use std::{
    sync::{
        Arc,
        atomic::{AtomicBool, Ordering},
    },
    time::{Duration, Instant},
};

use crate::{
    agenda::{Agenda, SlideContext},
    error::{AgjendaError, AgjendaResult},
    recording::RecordingHandle,
    sink::{CaptureSink, Encoding, SinkConfig},
    slide::SlideRenderer,
    surface::Surface,
};

/// Capture frame rate, matching the slide timing model.
pub const FPS: u32 = 30;

/// Shared cancellation flag checked between frames.
///
/// Cancellation is cooperative: capture stops at the next frame boundary,
/// never mid-frame.
#[derive(Clone, Debug, Default)]
pub struct CancelToken {
    flag: Arc<AtomicBool>,
}

impl CancelToken {
    pub fn new() -> Self {
        Self::default()
    }

    pub fn cancel(&self) {
        self.flag.store(true, Ordering::Relaxed);
    }

    pub fn is_cancelled(&self) -> bool {
        self.flag.load(Ordering::Relaxed)
    }
}

/// Whether capture paces itself against wall-clock frame times.
///
/// `Realtime` sleeps toward a fixed 1/FPS cadence, like a live recording.
/// `Unthrottled` runs as fast as rendering and encoding allow.
#[derive(Clone, Copy, Debug, Default, PartialEq, Eq)]
pub enum Pacing {
    Realtime,
    #[default]
    Unthrottled,
}

/// Fixed-step frame pacer. Skips sleeping when behind schedule rather than
/// accumulating debt.
struct FrameClock {
    interval: Duration,
    next: Instant,
}

impl FrameClock {
    fn new(fps: u32) -> Self {
        Self {
            interval: Duration::from_secs(1) / fps.max(1),
            next: Instant::now(),
        }
    }

    fn tick(&mut self) {
        self.next += self.interval;
        let now = Instant::now();
        if self.next > now {
            std::thread::sleep(self.next - now);
        } else {
            self.next = now;
        }
    }
}

#[derive(Clone, Copy, Debug)]
pub struct GenerateOpts {
    pub pacing: Pacing,
    pub encoding: Encoding,
}

impl Default for GenerateOpts {
    fn default() -> Self {
        Self {
            pacing: Pacing::Unthrottled,
            encoding: Encoding::PREFERRED,
        }
    }
}

/// How a capture run ended.
///
/// Cancellation is an expected outcome, not an error: the partial recording
/// is discarded and the run reports `Cancelled`.
#[derive(Debug)]
pub enum Outcome {
    Completed(RecordingHandle),
    Cancelled,
}

impl Outcome {
    pub fn is_cancelled(&self) -> bool {
        matches!(self, Outcome::Cancelled)
    }

    pub fn into_recording(self) -> Option<RecordingHandle> {
        match self {
            Outcome::Completed(handle) => Some(handle),
            Outcome::Cancelled => None,
        }
    }
}

/// Number of capture frames for one item of `duration_secs`, never zero.
pub fn frames_for_duration(duration_secs: f64) -> u64 {
    ((duration_secs * f64::from(FPS)).round() as u64).max(1)
}

/// Render every agenda item to `sink` and finalize a recording.
///
/// Progress is reported through `on_progress` as integer percentages: 0 at
/// start, periodic updates capped at 99 while capturing, and 100 only after
/// the sink has finalized. Every exit path, including cancellation and
/// mid-capture errors, still finalizes the sink; non-completed runs release
/// the resulting recording.
#[tracing::instrument(skip_all, fields(items = agenda.len()))]
pub fn generate<S, F>(
    agenda: &Agenda,
    renderer: &mut SlideRenderer,
    surface: &mut Surface,
    sink: &mut S,
    opts: GenerateOpts,
    mut on_progress: F,
    cancel: &CancelToken,
) -> AgjendaResult<Outcome>
where
    S: CaptureSink + ?Sized,
    F: FnMut(u8),
{
    if agenda.is_empty() {
        return Err(AgjendaError::EmptyAgenda);
    }

    let encoding = if sink.supports(opts.encoding) {
        opts.encoding
    } else if sink.supports(Encoding::GENERIC) {
        Encoding::GENERIC
    } else {
        return Err(AgjendaError::unsupported_environment(
            "capture sink supports neither the preferred nor the generic encoding",
        ));
    };
    if encoding != opts.encoding {
        tracing::warn!(
            requested = opts.encoding.ffmpeg_encoder(),
            using = encoding.ffmpeg_encoder(),
            "preferred encoding unavailable, falling back"
        );
    }

    sink.begin(SinkConfig {
        width: surface.width(),
        height: surface.height(),
        fps: FPS,
        encoding,
    })?;

    on_progress(0);

    let total = agenda.len();
    let mut clock = match opts.pacing {
        Pacing::Realtime => Some(FrameClock::new(FPS)),
        Pacing::Unthrottled => None,
    };

    let mut run = || -> AgjendaResult<bool> {
        for (index, item) in agenda.items().iter().enumerate() {
            if cancel.is_cancelled() {
                return Ok(true);
            }

            let frames = frames_for_duration(item.duration_secs);
            tracing::debug!(index, frames, title = %item.title, "capturing item");

            let mut interrupted = false;
            for frame in 0..frames {
                if cancel.is_cancelled() {
                    interrupted = true;
                    break;
                }

                let focus = frame as f64 / frames as f64;
                let ctx = SlideContext {
                    item,
                    index,
                    total,
                    focus,
                };
                renderer.render(surface, &ctx)?;
                sink.push_frame(&surface.frame())?;

                if frame.is_multiple_of(u64::from(FPS)) {
                    let pct = ((index as f64 / total as f64) * 100.0).round() as u8;
                    on_progress(pct.min(99));
                }

                if let Some(clock) = clock.as_mut() {
                    clock.tick();
                }
            }

            // The end-of-item update runs even when cancellation cut the
            // item short; the 99 cap keeps 100 exclusive to finalization.
            let pct = (((index + 1) as f64 / total as f64) * 100.0).round() as u8;
            on_progress(pct.min(99));

            if interrupted {
                return Ok(true);
            }
        }
        Ok(false)
    };

    // The sink is finalized on every exit path so the encoder is reaped.
    let cancelled = match run() {
        Ok(cancelled) => cancelled,
        Err(e) => {
            match sink.finish() {
                Ok(recording) => RecordingHandle::from_recording(recording).release(),
                Err(fin) => tracing::warn!(error = %fin, "sink finalization also failed"),
            }
            return Err(e);
        }
    };

    let mut handle = RecordingHandle::from_recording(sink.finish()?);

    if cancelled {
        tracing::info!("capture cancelled, discarding partial recording");
        handle.release();
        return Ok(Outcome::Cancelled);
    }

    on_progress(100);
    tracing::info!(
        frames = handle.frames(),
        bytes = handle.len_bytes(),
        "capture completed"
    );
    Ok(Outcome::Completed(handle))
}

#[cfg(test)]
mod tests {
    use super::*;

    #[test]
    fn frames_for_duration_rounds_and_floors_at_one() {
        assert_eq!(frames_for_duration(5.0), 150);
        assert_eq!(frames_for_duration(6.0), 180);
        assert_eq!(frames_for_duration(0.0), 1);
        assert_eq!(frames_for_duration(2.016), 60);
    }

    #[test]
    fn cancel_token_is_shared_across_clones() {
        let token = CancelToken::new();
        let other = token.clone();
        assert!(!other.is_cancelled());
        token.cancel();
        assert!(other.is_cancelled());
    }

    #[test]
    fn frame_clock_does_not_accumulate_debt() {
        let mut clock = FrameClock::new(1000);
        std::thread::sleep(Duration::from_millis(10));
        let start = Instant::now();
        clock.tick();
        // Behind schedule: tick must return promptly instead of sleeping.
        assert!(start.elapsed() < Duration::from_millis(50));
    }
}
◇ ◇ ◇ ◇
▶ _ACTIVITY_
Taking every line of the records in turn, count the ones holding "Unthrottled", and state nothing but the number.

▶ _EXERCISE RESULT_
4